//! Leaf adapters bridging to externally supplied logic.
//!
//! Leaves are the only place the engine touches host code. The engine imposes
//! no constraint on what the injected callables do, only on the
//! [`NodeState`]/`bool` contract they return. A collaborator that cannot
//! answer (a failed query, an unreachable target) must surface as `Failure`
//! through these adapters; errors never cross the evaluation boundary.

use std::time::Duration;

use crate::{Behavior, NodeState, Polarity};

/// Evaluates a supplied predicate every tick.
///
/// `Success` iff the predicate returns `true`, otherwise `Failure`. Never
/// returns `Running`.
pub struct Condition<C> {
    predicate: Box<dyn FnMut(&mut C) -> bool + Send>,
    polarity: Polarity,
}

impl<C> Condition<C> {
    /// Creates a condition leaf from the given predicate.
    pub fn new(predicate: impl FnMut(&mut C) -> bool + Send + 'static) -> Self {
        Self {
            predicate: Box::new(predicate),
            polarity: Polarity::Normal,
        }
    }

    /// Sets the output polarity applied to this node's own result.
    pub fn with_polarity(mut self, polarity: Polarity) -> Self {
        self.polarity = polarity;
        self
    }
}

impl<C> Behavior<C> for Condition<C> {
    fn evaluate(&mut self, ctx: &mut C, _dt: Duration) -> NodeState {
        if (self.predicate)(ctx) {
            NodeState::Success
        } else {
            NodeState::Failure
        }
    }

    fn polarity(&self) -> Polarity {
        self.polarity
    }
}

/// Invokes a supplied callable that itself reports a [`NodeState`].
///
/// This is the seam for stateful external behaviors (steering, physics
/// queries, animations) that need to span ticks: the callable keeps its own
/// state and reports `Running` until it is done.
pub struct Action<C> {
    action: Box<dyn FnMut(&mut C) -> NodeState + Send>,
    polarity: Polarity,
}

impl<C> Action<C> {
    /// Creates an action leaf from the given callable.
    pub fn new(action: impl FnMut(&mut C) -> NodeState + Send + 'static) -> Self {
        Self {
            action: Box::new(action),
            polarity: Polarity::Normal,
        }
    }

    /// Sets the output polarity applied to this node's own result.
    pub fn with_polarity(mut self, polarity: Polarity) -> Self {
        self.polarity = polarity;
        self
    }
}

impl<C> Behavior<C> for Action<C> {
    fn evaluate(&mut self, ctx: &mut C, _dt: Duration) -> NodeState {
        (self.action)(ctx)
    }

    fn polarity(&self) -> Polarity {
        self.polarity
    }
}

/// A re-arming pulse generator.
///
/// Counts down by `dt` each tick, reporting `Running`; once the countdown is
/// exhausted it reports `Success` exactly once, re-arms to the configured
/// delay, and starts over. The expiry pulse lands on the tick *after* the
/// countdown reaches zero.
pub struct Timer {
    delay: Duration,
    remaining: Duration,
    polarity: Polarity,
}

impl Timer {
    /// Creates a timer that pulses `Success` once per `delay` of accumulated
    /// tick time.
    pub fn new(delay: Duration) -> Self {
        Self {
            delay,
            remaining: delay,
            polarity: Polarity::Normal,
        }
    }

    /// Sets the output polarity applied to this node's own result.
    pub fn with_polarity(mut self, polarity: Polarity) -> Self {
        self.polarity = polarity;
        self
    }
}

impl<C> Behavior<C> for Timer {
    fn evaluate(&mut self, _ctx: &mut C, dt: Duration) -> NodeState {
        if self.remaining.is_zero() {
            self.remaining = self.delay;
            return NodeState::Success;
        }

        self.remaining = self.remaining.saturating_sub(dt);
        NodeState::Running
    }

    fn polarity(&self) -> Polarity {
        self.polarity
    }
}

/// Emits a `tracing` debug event built from the context, then succeeds.
///
/// Handy while shaping a tree: drop one into a composite to see how far an
/// activation gets each tick.
pub struct Trace<C> {
    message: Box<dyn FnMut(&mut C) -> String + Send>,
}

impl<C> Trace<C> {
    /// Creates a trace leaf from the given message builder.
    pub fn new(message: impl FnMut(&mut C) -> String + Send + 'static) -> Self {
        Self {
            message: Box::new(message),
        }
    }
}

impl<C> Behavior<C> for Trace<C> {
    fn evaluate(&mut self, ctx: &mut C, _dt: Duration) -> NodeState {
        tracing::debug!(target: "ticktree", "{}", (self.message)(ctx));
        NodeState::Success
    }
}

#[cfg(test)]
mod tests {
    use super::*;

    const DT: Duration = Duration::from_millis(10);

    #[test]
    fn condition_maps_bool_to_terminal_states() {
        let mut ctx = 5i32;

        let mut positive = Condition::new(|value: &mut i32| *value > 0);
        assert_eq!(positive.tick(&mut ctx, DT), NodeState::Success);

        let mut negative = Condition::new(|value: &mut i32| *value < 0);
        assert_eq!(negative.tick(&mut ctx, DT), NodeState::Failure);
    }

    #[test]
    fn inverted_condition_flips_result() {
        let mut node =
            Condition::new(|value: &mut i32| *value > 0).with_polarity(Polarity::Inverted);
        assert_eq!(node.tick(&mut 5, DT), NodeState::Failure);
        assert_eq!(node.tick(&mut -5, DT), NodeState::Success);
    }

    #[test]
    fn action_passes_state_through_and_mutates_context() {
        let mut node = Action::new(|count: &mut u32| {
            *count += 1;
            if *count < 3 {
                NodeState::Running
            } else {
                NodeState::Success
            }
        });

        let mut ctx = 0u32;
        assert_eq!(node.tick(&mut ctx, DT), NodeState::Running);
        assert_eq!(node.tick(&mut ctx, DT), NodeState::Running);
        assert_eq!(node.tick(&mut ctx, DT), NodeState::Success);
        assert_eq!(ctx, 3);
    }

    #[test]
    fn timer_pulses_once_and_rearms() {
        // 30ms delay at 10ms per tick: the pulse lands on the tick after the
        // countdown hits zero.
        let mut timer = Timer::new(Duration::from_millis(30));
        let mut ctx = ();

        for _ in 0..3 {
            assert_eq!(timer.tick(&mut ctx, DT), NodeState::Running);
        }
        assert_eq!(timer.tick(&mut ctx, DT), NodeState::Success);

        // Re-armed: the cycle repeats.
        for _ in 0..3 {
            assert_eq!(timer.tick(&mut ctx, DT), NodeState::Running);
        }
        assert_eq!(timer.tick(&mut ctx, DT), NodeState::Success);
    }

    #[test]
    fn timer_counts_down_by_elapsed_time_not_ticks() {
        let mut timer = Timer::new(Duration::from_millis(30));
        let mut ctx = ();

        assert_eq!(
            timer.tick(&mut ctx, Duration::from_millis(100)),
            NodeState::Running
        );
        // One oversized dt exhausted the whole countdown.
        assert_eq!(timer.tick(&mut ctx, DT), NodeState::Success);
    }

    #[test]
    fn trace_always_succeeds() {
        let mut node = Trace::new(|count: &mut u32| format!("count={count}"));
        assert_eq!(node.tick(&mut 7, DT), NodeState::Success);
    }
}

=====

| Exercise brief |
Return a copy of each line in the records above that has "countdown" in it.

| Answer box |
/// Counts down by `dt` each tick, reporting `Running`; once the countdown is
/// countdown reaches zero.
        // countdown hits zero.
        // One oversized dt exhausted the whole countdown.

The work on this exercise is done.